Ground 2: alleged giving of undue weight to the finding of future dangerousness
35The applicant placed particular emphasis on the following finding in the remarks on sentence:
"It is clear [the applicant] is a paedophile. These offences were committed at the age of sixty-five. In the Court's view, his prospects of rehabilitation are very very poor. The Court is satisfied beyond reasonable doubt that he poses a danger to the public in the future."
36The applicant argued that his Honour erroneously made a finding of fact, rather than considering the degree of risk of re-offending. He relied on the following passage from R v McNamara [2004] NSWCCA 42 in which Grove J (Sully and Bell JJ agreeing) said:
"[27] Counsel for the respondent contended that the test is "whether the offender poses the risk of relevant future conduct" and that the correct approach is for a judge to determine whether he is satisfied beyond reasonable doubt that such risks exist. With respect to the contender, I do not find that formulation useful.
[28] In the span of human affairs risk can always be postulated and of its mere existence there can be no doubt. For example, there is risk . . . that a person of previously unblemished character may commit a crime, that a convict may offend again. The elimination of risk is something which is viewable only from hindsight. . . . The convict, to the end of his life, did not re-offend. What is of concern to a sentencing judge is, in my opinion, not the existence of risk - that I would see as a given - but a degree of risk. That does not require the certitude of proof beyond reasonable doubt nor the exercise of balance to determine what is more probable than not.
[29] On that approach, references to proof beyond reasonable doubt or proof on the balance of probabilities become otiose. . . . "
37The applicant contended that his Honour's finding led him to attribute undue significance to future dangerousness. The applicant also argued that his Honour did not adequately consider the applicant's advancing age and infirmity at the time of release when assessing the risk of future offending.
38The applicant argued that his Honour was dismissive of the benefit that could be derived from custody-based programmes for sex offenders or pharmacological treatment to reduce his sex drive, both of which affected the degree of risk. The applicant relied on statements made to the sentencing judge by his counsel that he had not previously had such treatment but was willing to engage in it.
39The passage set out above from R v McNamara does not assist the applicant. It was not necessary for the sentencing judge to be satisfied beyond reasonable doubt that the applicant "poses a danger to the public in the future" since that is not the relevant test. But there was no reason for the sentencing judge not to express the finding in those terms. That the applicant had not undergone custody-based programmes for sex offenders and re-offended does not provide a basis for optimism that if he undertook such a programme he would not re-offend. That he has not had pharmacological treatment in the past to reduce his levels of testosterone does not establish that, even if he were to consent to such treatment, it would be effective in the future to control his urges and prevent recidivism.

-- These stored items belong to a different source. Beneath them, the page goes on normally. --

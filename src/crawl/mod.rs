// src/crawl/mod.rs
// =============================================================================
// This module handles crawling one website for email addresses.
//
// Features:
// - Breadth-first crawling from the site root
// - Same-host restriction (never leaves the site)
// - Skips binary downloads and calendar pages that generate endless links
// - Error budget: a site that mostly fails is abandoned early, keeping
//   whatever was collected so far
//
// Submodules:
// - engine: Seed resolution and the traversal loop
// - links: Which hrefs to follow
// - html: Pulls hrefs out of a page
// - queue: The pending work set
// =============================================================================

mod engine;
mod html;
mod links;
mod queue;

pub use engine::{error_budget_exhausted, CrawlEngine, DomainCrawlResult};
pub use html::extract_anchor_hrefs;
pub use links::LinkRules;
pub use queue::Frontier;

use thiserror::Error;

#[derive(Debug, Error)]
pub enum CrawlError {
    #[error("no seed link provided")]
    NoSeedLink,
    /// Neither http nor https could reach the seed; the crawl cannot start
    #[error("unable to fetch seed {url}: {reason}")]
    SeedFetchFailed { url: String, reason: String },
    #[error("unable to resolve host {host}: {reason}")]
    HostUnresolved { host: String, reason: String },
    // The next three are counted against the error budget, never returned
    #[error("failed to fetch {url}: {reason}")]
    PageFetchFailed { url: String, reason: String },
    #[error("bad status {status} for {url}")]
    BadStatus { url: String, status: u16 },
    #[error("failed to decode {url}: {reason}")]
    DecodeFailed { url: String, reason: String },
    #[error("invalid calendar pattern '{pattern}': {reason}")]
    InvalidPattern { pattern: String, reason: String },
    #[error("failed to build HTTP client: {0}")]
    Client(#[from] reqwest::Error),
}
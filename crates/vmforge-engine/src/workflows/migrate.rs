// Copyright (C) 2025 SyncMyOrders Sp. z o.o.
// SPDX-License-Identifier: AGPL-3.0-or-later
//! Migration workflow.

use tracing::{info, instrument, warn};

use vmforge_core::VmStatus;

use crate::error::Result;
use crate::poll::{PollPolicy, await_task};

use super::{WorkflowContext, mark_error, require_vm};

/// Parameters for moving a VM between nodes.
#[derive(Debug, Clone)]
pub struct MigrateRequest {
    /// VM to move.
    pub vmid: i64,
    /// Node the VM currently runs on. The migration task lives here and
    /// its status must be read here; the recorded node may be stale.
    pub source_node: String,
    /// Node to move the VM to.
    pub target_node: String,
}

/// Move a VM to another node.
///
/// The record holds `migrating` for the whole move, which can take tens
/// of minutes with local disks. On success the record's node is updated
/// and the VM is `running` on the target.
#[instrument(skip(ctx, request), fields(vmid = request.vmid))]
pub async fn run_migrate(ctx: &WorkflowContext, request: MigrateRequest) -> Result<()> {
    require_vm(ctx, request.vmid).await?;

    ctx.persistence
        .transition_vm(request.vmid, VmStatus::Migrating)
        .await?;

    match migrate_steps(ctx, &request).await {
        Ok(()) => {
            ctx.persistence
                .update_vm_node(request.vmid, &request.target_node)
                .await?;
            ctx.persistence
                .transition_vm(request.vmid, VmStatus::Running)
                .await?;
            info!(vmid = request.vmid, target = %request.target_node, "VM migrated");
            Ok(())
        }
        Err(e) => {
            warn!(vmid = request.vmid, error = %e, "Migration failed");
            mark_error(ctx, request.vmid).await;
            Err(e)
        }
    }
}

async fn migrate_steps(ctx: &WorkflowContext, request: &MigrateRequest) -> Result<()> {
    let task = ctx
        .control
        .submit_migrate(&request.source_node, request.vmid, &request.target_node)
        .await?;
    ctx.persistence
        .update_vm_upid(request.vmid, &task.upid)
        .await?;
    await_task(ctx.control.as_ref(), &task, PollPolicy::migrate()).await?;
    Ok(())
}
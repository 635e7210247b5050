// Copyright (C) 2025 SyncMyOrders Sp. z o.o.
// SPDX-License-Identifier: AGPL-3.0-or-later
//! Background worker for fleet bandwidth accounting.
//!
//! Once per cadence (daily in production) the worker walks the fleet and,
//! for each VM, reads the node's month metrics series, computes the
//! month-to-date traffic from the cumulative counters, replaces the VM's
//! usage counter, and writes a daily history snapshot. Counters roll over
//! on the first pass of a new month. One VM's failure never stops the
//! pass; history older than the retention window is pruned at the end.

use std::sync::Arc;
use std::time::Duration;

use chrono::{Months, NaiveDate, NaiveTime, Utc};
use tokio::sync::Notify;
use tracing::{debug, error, info, warn};

use vmforge_core::persistence::month_start;
use vmforge_core::{Persistence, VmRecord, VmStatus};

use crate::control::{ControlPlane, MetricTimeframe};
use crate::error::Result;

/// Configuration for the bandwidth worker.
#[derive(Debug, Clone)]
pub struct BandwidthWorkerConfig {
    /// How often to run an accounting pass.
    pub poll_interval: Duration,
    /// How many months of daily history to keep.
    pub retention_months: u32,
}

impl Default for BandwidthWorkerConfig {
    fn default() -> Self {
        Self {
            poll_interval: Duration::from_secs(24 * 3600), // daily
            retention_months: 3,
        }
    }
}

/// Background worker that accounts fleet bandwidth usage.
pub struct BandwidthWorker {
    config: BandwidthWorkerConfig,
    persistence: Arc<dyn Persistence>,
    control: Arc<dyn ControlPlane>,
    shutdown: Arc<Notify>,
}

impl BandwidthWorker {
    /// Create a new bandwidth worker.
    pub fn new(
        config: BandwidthWorkerConfig,
        persistence: Arc<dyn Persistence>,
        control: Arc<dyn ControlPlane>,
    ) -> Self {
        Self {
            config,
            persistence,
            control,
            shutdown: Arc::new(Notify::new()),
        }
    }

    /// Get a handle that can be used to signal shutdown.
    pub fn shutdown_handle(&self) -> Arc<Notify> {
        self.shutdown.clone()
    }

    /// Run the bandwidth worker loop.
    ///
    /// Runs one accounting pass per poll interval. The loop exits when
    /// the shutdown signal is received.
    pub async fn run(&self) {
        info!(
            poll_interval_secs = self.config.poll_interval.as_secs(),
            retention_months = self.config.retention_months,
            "Bandwidth worker started"
        );

        loop {
            tokio::select! {
                biased;

                _ = self.shutdown.notified() => {
                    info!("Bandwidth worker received shutdown signal");
                    break;
                }

                _ = tokio::time::sleep(self.config.poll_interval) => {
                    if let Err(e) = self.account_fleet().await {
                        error!(error = %e, "Bandwidth accounting pass failed");
                    }
                }
            }
        }

        info!("Bandwidth worker stopped");
    }

    /// One accounting pass over the whole fleet.
    ///
    /// The loop in [`run`](Self::run) calls this on the poll cadence;
    /// it is also callable directly for an on-demand pass.
    pub async fn account_fleet(&self) -> Result<()> {
        let today = Utc::now().date_naive();
        let vms = self.persistence.list_vms().await?;

        let mut accounted = 0u64;
        let mut failed = 0u64;
        for vm in &vms {
            // Templates never boot; there is no traffic to account.
            if vm.status == VmStatus::Template {
                continue;
            }

            match self.account_vm(vm, today).await {
                Ok(()) => accounted += 1,
                Err(e) => {
                    failed += 1;
                    warn!(vmid = vm.vmid, error = %e, "Bandwidth accounting failed for VM");
                }
            }
        }

        if let Some(cutoff) = today.checked_sub_months(Months::new(self.config.retention_months)) {
            let pruned = self.persistence.prune_bandwidth_samples(cutoff).await?;
            if pruned > 0 {
                debug!(pruned, cutoff = %cutoff, "Pruned bandwidth history");
            }
        }

        info!(accounted, failed, "Bandwidth accounting pass complete");
        Ok(())
    }

    async fn account_vm(&self, vm: &VmRecord, today: NaiveDate) -> Result<()> {
        let current_month = month_start(today);

        // Roll the counter over before any new delta lands on it.
        if month_start(vm.bandwidth_reset_date) != current_month {
            debug!(vmid = vm.vmid, month = %current_month, "Monthly bandwidth rollover");
            self.persistence
                .reset_vm_bandwidth(vm.vmid, current_month)
                .await?;
        }

        let series = self
            .control
            .read_metrics_series(&vm.node, vm.vmid, MetricTimeframe::Month)
            .await?;

        // The series reaches back into last month; only this month counts.
        let month_start_ts = current_month.and_time(NaiveTime::MIN).and_utc().timestamp();
        let counters: Vec<(f64, f64)> = series
            .iter()
            .filter(|sample| sample.time >= month_start_ts)
            .filter_map(|sample| match (sample.netin, sample.netout) {
                (Some(netin), Some(netout)) => Some((netin, netout)),
                _ => None,
            })
            .collect();

        // One sample gives nothing to diff; leave the counter alone rather
        // than overwrite it with zero.
        if counters.len() < 2 {
            debug!(vmid = vm.vmid, "Not enough samples this month");
            return Ok(());
        }
        let first = counters[0];
        let last = counters[counters.len() - 1];

        // Counters can shrink when the VM reboots; a negative delta is
        // clamped rather than subtracted.
        let bytes_in = (last.0 - first.0).max(0.0) as i64;
        let bytes_out = (last.1 - first.1).max(0.0) as i64;

        self.persistence
            .update_vm_bandwidth_usage(vm.vmid, bytes_in + bytes_out)
            .await?;
        self.persistence
            .upsert_bandwidth_sample(vm.vmid, today, bytes_in, bytes_out)
            .await?;

        Ok(())
    }
}

#[cfg(test)]
mod tests {
    use super::*;
    use crate::control::MockControlPlane;
    use tempfile::TempDir;
    use vmforge_core::SqlitePersistence;

    #[test]
    fn test_config_defaults() {
        let config = BandwidthWorkerConfig::default();
        assert_eq!(config.poll_interval, Duration::from_secs(86_400));
        assert_eq!(config.retention_months, 3);
    }

    #[tokio::test]
    async fn test_worker_stops_on_shutdown_signal() {
        let temp_dir = TempDir::new().expect("temp dir");
        let persistence = SqlitePersistence::from_path(temp_dir.path().join("test.db"))
            .await
            .expect("persistence");

        let worker = BandwidthWorker::new(
            BandwidthWorkerConfig::default(),
            Arc::new(persistence),
            Arc::new(MockControlPlane::new()),
        );

        worker.shutdown_handle().notify_one();
        tokio::time::timeout(Duration::from_secs(1), worker.run())
            .await
            .expect("worker must stop promptly");
    }
}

40To protect the community from the offender is a relevant consideration in sentencing: s 3A of the Crimes (Sentencing Procedure) Act 1999 (NSW) (the Act). Whether the community requires protection requires an assessment of the offender's risk of re-offending. As Gleeson CJ said in Fardon v Attorney-General (Qld) [2004] HCA 46; 223 CLR 575 at [12]:
"No doubt, predictions of future danger may be unreliable, but, as the case of Veen [(No. 2) (1998) 164 CLR 465] shows, they may also be right. Common law sentencing principles, and some legislative regimes, permit or require such predictions at the time of sentencing, which will often be many years before possible release."
41The sentencing remarks indicate that his Honour considered the risk to be high. I do not discern any error in the finding, either in the terms in which it was expressed, or in its substance. That a 65-year-old man, who has already been incarcerated for a significant period for more serious, but otherwise similar, offences against children, would re-offend by committing the index offences, thereby exposing himself to the risk of a further lengthy term of incarceration is a powerful indication either that he was unable or unwilling to control his paedophilic sex drive. Although the past is not always repeated in the future, it is a guide to what may occur, particularly when past conduct, as in the present case, arises from a mental condition which, when acted on, necessarily results in criminal conduct.
42It was, in my view, open to the sentencing judge to regard as no more than speculative the prospect that there would be any substantial diminution in the risk of the applicant's re-offending by reason either of custody-based sex offender programmes or pharmacological treatment, neither of which had previously been tried, or of the applicant's increased age on release. It may be accepted that testosterone levels in younger men are generally considerably higher than in older men. However, one cannot infer from this truism that the applicant's risk of re-offending will be materially diminished by the increase in his age occasioned by the passage of the non-parole period.